To prepare the spice rub: In a small bowl, combine the salt, chili powder and lemon juice to make a thick paste. Rub the paste evenly over the chicken. Set the chicken aside for 15 minutes to let the flavors absorb & for the chicken to get that red color. To prepare the tandoori sauce: In a large bowl, combine the yogurt, ginger paste, garlic paste, cumin, coriander, paprika, & garam masala. Whisk everything together until it is well mixed. Rub the sauce evenly over the chicken, thoroughly covering it. Cover and place in the refrigerator to marinate for 4 hours. Preheat an oven or charcoal grill to 350 degrees F. Roast for 10 minutes, then remove and baste with some melted butter and drippings from the bottom of the pan. Return the chicken back to the heat and roast for another 30 to 40 minutes. Serve with a sliced onion and lemon wedges.

Happy Eating, XO.

4 ingredient fix

Let’s get back to the basics here. Summer is just 90 days away, we need to start eating right. I don’t know what this Paleo stuff is, I mean I have a vague idea…Its a throwback meal plan in which you eat twigs & berries? FALSE. Its actually a legit lifestyle change and although I may have bought a box of green tea and convinced myself I will make it to the gym at least 2x this week. Let’s be real. Unless it tastes good, I am not going to be sticking to it. Oh and it can’t waste a ton of my precious time either so ya, there’s those stipulations as well 🙂 Anyway, I found the best fit. Quick enough for my whiney tired self to use no excuse not to make (double negative folks, stay with me), as well as, the fact it uses trendy stuff like kale and is gluten free (Shout out to a miss Caitlin Matt, lovely GF blog follower). Tell me you don’t love the fact its 4 ingredients and takes 20 minutes to make. Stop with the excuses & try this puppy out…

  • 1 pound sausage (I did Turkey vs.
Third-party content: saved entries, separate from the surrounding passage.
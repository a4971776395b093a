//! Live API client implementation.
//!
//! One [`LiveClient`] owns at most one WebSocket connection to a
//! `BidiGenerateContent` endpoint. It sends the setup handshake, exposes
//! typed send operations, and republishes inbound server messages as
//! [`LiveEvent`]s on its notification hub.
//!
//! # API Reference
//!
//! - Endpoint: `wss://generativelanguage.googleapis.com/ws/...BidiGenerateContent?key=<key>`
//! - Protocol: WebSocket with one-key JSON messages
//! - Audio in: PCM 16-bit, 16kHz, mono, little-endian, base64 encoded
//! - Audio out: PCM 16-bit, 24kHz, mono, little-endian, base64 encoded
//!
//! # Example
//!
//! ```rust,ignore
//! use live_voice_client::core::live::{LiveClient, LiveEndpoint, LiveEvent, LiveEventKind, base_config};
//! use live_voice_client::core::live::messages::Part;
//!
//! #[tokio::main]
//! async fn main() {
//!     let client = LiveClient::new(LiveEndpoint::gemini("AIza..."));
//!
//!     let _sub = client.on(LiveEventKind::Content, |event| {
//!         if let LiveEvent::Content(content) = event {
//!             println!("{content:?}");
//!         }
//!     });
//!
//!     client.connect(base_config()).await.unwrap();
//!     client.send(vec![Part::text("hello")]).unwrap();
//! }
//! ```
//!
//! # Connection lifecycle
//!
//! `Disconnected -> Connecting -> AwaitingSetupAck -> Ready`, and back to
//! `Disconnected` on `disconnect`, remote close or transport failure. Every
//! connection attempt gets a new epoch; events from a connection whose epoch
//! is no longer current are dropped, so nothing is reported for a connection
//! after `close` was emitted for it.

use std::sync::{Arc, Weak};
Pork and I also made sure it was hot Italian so the fennel seeds & other spices were already in there).
  • 1 bunch organic kale (1/2 the bag)
  • 1 medium onion, diced
  • 1/2 red bell pepper, chopped
  • (I added a lil bit of minced garlic. Technically not needed since the sausage was mixed with spices, but I like to jazz stuff up).

Remove sausage from its casing and brown in a large pan. Add the diced onion and continue cooking on medium until the onions are soft. Remove the spine from the kale and chop into bite size pieces. (In order to avoid this work, because god forbid I don’t take short cuts, I bought the pre chopped & washed stuff from Trader Joe’s, its in the salad section). Then, add the kale to the pan with the sausage and onions and stir and cook until it turns bright green and softens to your taste. (Between 5-10 minutes) Remove sausage and kale mixture from the heat, stir in the chopped red bell pepper. Serve warm & feel proud of the fact you are so chic that you are eating kale, are gluten free, and partaking in a Paleo diet. Every single food buzz word for 2014, way to be a grade A trendsetter for the day.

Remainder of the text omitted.